Traditional organ transplantation relies on the Self-Non-self (SNS) model of immunity, focusing on donor-recipient compatibility and aggressive immunosuppression to prevent acute rejection. Although effective early, this strategy does not prevent chronic rejection and cannot account for operational tolerance, failure of perfectly HLA-matched grafts, or the occasional spontaneous acceptance of a fully mismatched organ. The adaptation model of immunity offers a different lens. In the thymus, "central adaptation" programs T cells to recognise self-peptide-MHC (pMHC) so they can later recognise different tissues to facilitate tissue repair and homeostasis. Whether a graft thrives or fails depends on how quickly this self-oriented circuitry can operate. Autografts and isografts arrive with their own extracellular-matrix (ECM) "memory", and recipient T cells immediately recognise their pMHC, triggering tissue-remodelling responses. Allografts must adapt to new ECM-a transition that is associated higher levels of graft injury allowing indirect antigen presentation. Until adaptation is complete, recipient T cells mount cytotoxic rather than reparative responses because of antigen cross-presentation, during which the graft relies on donor-derived tissue-resident memory T cells (T_RM) to maintain integrity.
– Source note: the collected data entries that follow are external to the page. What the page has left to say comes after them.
impl ExecutionPlan {
    /// Validate `project` against the names registered on `pipeline`.
    #[instrument(skip_all, fields(project = %project.name))]
    pub fn build(project: Project, pipeline: &CallPipeline) -> Result<Self, PlanError> {
        let mut errors = Vec::new();

        let mut api_graph = DependencyGraph::new(NodeKind::Api);
        let mut apis = HashMap::new();
        for api in project.apis {
            let node = GraphNode::new(&api.name)
                .with_enabled(api.enabled)
                .with_params(api.params.clone());
            match api_graph.add_node(node) {
                Ok(()) => {
                    apis.insert(api.name.clone(), api);
                }
                Err(err) => errors.push(err),
            }
        }

        let mut scenario_graph = DependencyGraph::new(NodeKind::Scenario);
        let mut scenarios = HashMap::new();
        for scenario in project.scenarios {
            let node = GraphNode::new(&scenario.name)
                .with_enabled(scenario.enabled)
                .with_params(scenario.params.clone());
            match scenario_graph.add_node(node) {
                Ok(()) => {
                    scenarios.insert(scenario.name.clone(), scenario);
                }
                Err(err) => errors.push(err),
            }
        }

        let mut suite_graph = DependencyGraph::new(NodeKind::Suite);
        let mut suites = HashMap::new();
        for suite in project.suites {
            let node = GraphNode::new(&suite.name)
                .with_enabled(suite.enabled)
                .with_params(suite.params.clone());
            match suite_graph.add_node(node) {
                Ok(()) => {
                    suites.insert(suite.name.clone(), suite);
                }
                Err(err) => errors.push(err),
            }
        }

        let mut plan = Self {
            name: project.name,
            config: project.config,
            properties: project.properties,
            apis,
            scenarios,
            suites,
            api_graph,
            scenario_graph,
            suite_graph,
        };

        plan.link_edges(&mut errors);
        plan.check_references(&mut errors);
        plan.check_pipeline_names(pipeline, &mut errors);

        for graph in [&plan.api_graph, &plan.scenario_graph, &plan.suite_graph] {
            if let Err(err) = graph.validate_acyclic() {
                errors.push(err);
            }
        }

        plan.check_param_collisions(&mut errors);

        if errors.is_empty() {
            debug!(
                apis = plan.apis.len(),
                scenarios = plan.scenarios.len(),
                suites = plan.suites.len(),
                "execution plan built"
            );
            Ok(plan)
        } else {
            Err(PlanError { errors })
        }
    }

    fn link_edges(&mut self, errors: &mut Vec<ConfigError>) {
        fn link<'a>(
            graph: &mut DependencyGraph,
            edges: impl Iterator<Item = (&'a String, &'a Vec<String>)>,
            errors: &mut Vec<ConfigError>,
        ) {
            let mut edges: Vec<_> = edges.collect();
            edges.sort_by(|a, b| a.0.cmp(b.0));
            for (id, deps) in edges {
                for dep in deps {
                    if let Err(err) = graph.add_edge(id, dep) {
                        errors.push(err);
                    }
                }
            }
        }

        link(
            &mut self.api_graph,
            self.apis.iter().map(|(id, api)| (id, &api.depends_on)),
            errors,
        );
        link(
            &mut self.scenario_graph,
            self.scenarios.iter().map(|(id, s)| (id, &s.depends_on)),
            errors,
        );
        link(
            &mut self.suite_graph,
            self.suites.iter().map(|(id, s)| (id, &s.depends_on)),
            errors,
        );
    }

    /// Cross-kind references: scenario steps name apis, suites name
    /// scenarios.
    fn check_references(&self, errors: &mut Vec<ConfigError>) {
        for scenario in sorted(&self.scenarios) {
            for step in &scenario.steps {
                if !self.apis.contains_key(step.api()) {
                    errors.push(ConfigError::MissingReference {
                        kind: NodeKind::Scenario,
                        from: scenario.name.clone(),
                        target: NodeKind::Api,
                        name: step.api().to_string(),
                    });
                }
            }
        }
        for suite in sorted(&self.suites) {
            for name in &suite.scenarios {
                if !self.scenarios.contains_key(name) {
                    errors.push(ConfigError::MissingReference {
                        kind: NodeKind::Suite,
                        from: suite.name.clone(),
                        target: NodeKind::Scenario,
                        name: name.clone(),
                    });
                }
            }
        }
    }

    fn check_pipeline_names(&self, pipeline: &CallPipeline, errors: &mut Vec<ConfigError>) {
        for api in sorted(&self.apis) {
            let matcher = api.matcher.as_deref().unwrap_or(DEFAULT_MATCHER);
            if !pipeline.has_matcher(matcher) {
                errors.push(ConfigError::UnknownMatcher {
                    api: api.name.clone(),
                    matcher: matcher.to_string(),
                });
            }
            for hook in api.pre_hooks.iter().chain(&api.post_hooks) {
                if !pipeline.has_hook(hook) {
                    errors.push(ConfigError::UnknownHook {
                        api: api.name.clone(),
                        hook: hook.clone(),
                    });
                }
            }
        }
    }

    /// A node's params may not redefine a key its suite or scenario
    /// already seeds.
    fn check_param_collisions(&self, errors: &mut Vec<ConfigError>) {
        let mut seen = HashSet::new();
        let mut report = |error: ConfigError| {
            if seen.insert(error.clone()) {
                errors.push(error);
            }
        };

        for suite in sorted(&self.suites) {
            for scenario_id in self.scenario_closure(&suite.name) {
                let Some(scenario) = self.scenarios.get(scenario_id) else {
                    continue;
                };
                if let Some(error) = collision(
                    (NodeKind::Suite, suite.name.as_str(), suite.params.as_ref()),
                    (NodeKind::Scenario, scenario.name.as_str(), scenario.params.as_ref()),
                ) {
                    report(error);
                }
                for api_id in self.api_closure(scenario_id) {
                    let Some(api) = self.apis.get(api_id) else {
                        continue;
                    };
                    if let Some(error) = collision(
                        (NodeKind::Suite, suite.name.as_str(), suite.params.as_ref()),
                        (NodeKind::Api, api.name.as_str(), api.params.as_ref()),
                    ) {
                        report(error);
                    }
                }
            }
        }

        for scenario in sorted(&self.scenarios) {
            for api_id in self.api_closure(&scenario.name) {
                let Some(api) = self.apis.get(api_id) else {
                    continue;
                };
                if let Some(error) = collision(
                    (NodeKind::Scenario, scenario.name.as_str(), scenario.params.as_ref()),
                    (NodeKind::Api, api.name.as_str(), api.params.as_ref()),
                ) {
                    report(error);
                }
            }
        }
    }

    pub fn name(&self) -> &str {
        &self.name
    }

    pub fn config(&self) -> &RunConfig {
        &self.config
    }

    pub fn properties(&self) -> &HashMap<String, String> {
        &self.properties
    }

    pub fn api(&self, id: &str) -> Option<&ApiDefinition> {
        self.apis.get(id)
    }

    pub fn scenario(&self, id: &str) -> Option<&Scenario> {
        self.scenarios.get(id)
    }

    pub fn suite(&self, id: &str) -> Option<&Suite> {
        self.suites.get(id)
    }

    pub fn api_graph(&self) -> &DependencyGraph {
        &self.api_graph
    }

    pub fn scenario_graph(&self) -> &DependencyGraph {
        &self.scenario_graph
    }

    pub fn suite_graph(&self) -> &DependencyGraph {
        &self.suite_graph
    }

    /// Suites to run, dependencies first. With `only`, just that suite
    /// and the suites it depends on.
    pub fn suite_order(&self, only: Option<&str>) -> Vec<&str> {
        match only {
            Some(id) => self.suite_graph.topological_order(id),
            None => self.suite_graph.execution_order(),
        }
    }

    /// Every scenario a suite can reach: its listed scenarios and their
    /// dependencies, each after the scenarios it depends on.
    pub fn scenario_closure(&self, suite: &str) -> Vec<&str> {
        let Some(suite) = self.suites.get(suite) else {
            return Vec::new();
        };
        let mut seen = HashSet::new();
        let mut order = Vec::new();
        for scenario in &suite.scenarios {
            for id in self.scenario_graph.topological_order(scenario) {
                if seen.insert(id) {
                    order.push(id);
                }
            }
        }
        order
    }

    /// Every api a scenario calls, including api dependencies, each after
    /// the apis it depends on.
    pub fn api_closure(&self, scenario: &str) -> Vec<&str> {
        let Some(scenario) = self.scenarios.get(scenario) else {
            return Vec::new();
        };
        let mut seen = HashSet::new();
        let mut order = Vec::new();
        for step in &scenario.steps {
            for id in self.api_graph.topological_order(step.api()) {
                if seen.insert(id) {
                    order.push(id);
                }
            }
        }
        order
    }
}

fn sorted<T>(map: &HashMap<String, T>) -> Vec<&T> {
    let mut entries: Vec<(&String, &T)> = map.iter().collect();
    entries.sort_by(|a, b| a.0.cmp(b.0));
    entries.into_iter().map(|(_, value)| value).collect()
}

fn collision(
    outer: (NodeKind, &str, Option<&Map<String, Value>>),
    inner: (NodeKind, &str, Option<&Map<String, Value>>),
) -> Option<ConfigError> {
    let (outer_kind, outer_name, Some(outer_params)) = outer else {
        return None;
    };
    let (kind, node, Some(params)) = inner else {
        return None;
    };
    let keys: Vec<String> = params
        .keys()
        .filter(|key| outer_params.contains_key(*key))
        .cloned()
        .collect();
    (!keys.is_empty()).then(|| ConfigError::ParamCollision {
        kind,
        node: node.to_string(),
        outer_kind,
        outer: outer_name.to_string(),
        keys,
    })
}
Therapeutically, interventions that preserve or expand graft-borne T_RM, or that pharmacologically enhance adaptation-receptor signalling, could hasten this donor-to-host reprogramming. By replacing blanket immunosuppression with targeted promotion of tissue-remodelling immunity, the adaptation model charts a path toward long-term graft survival without the lifelong risks of today's regimens.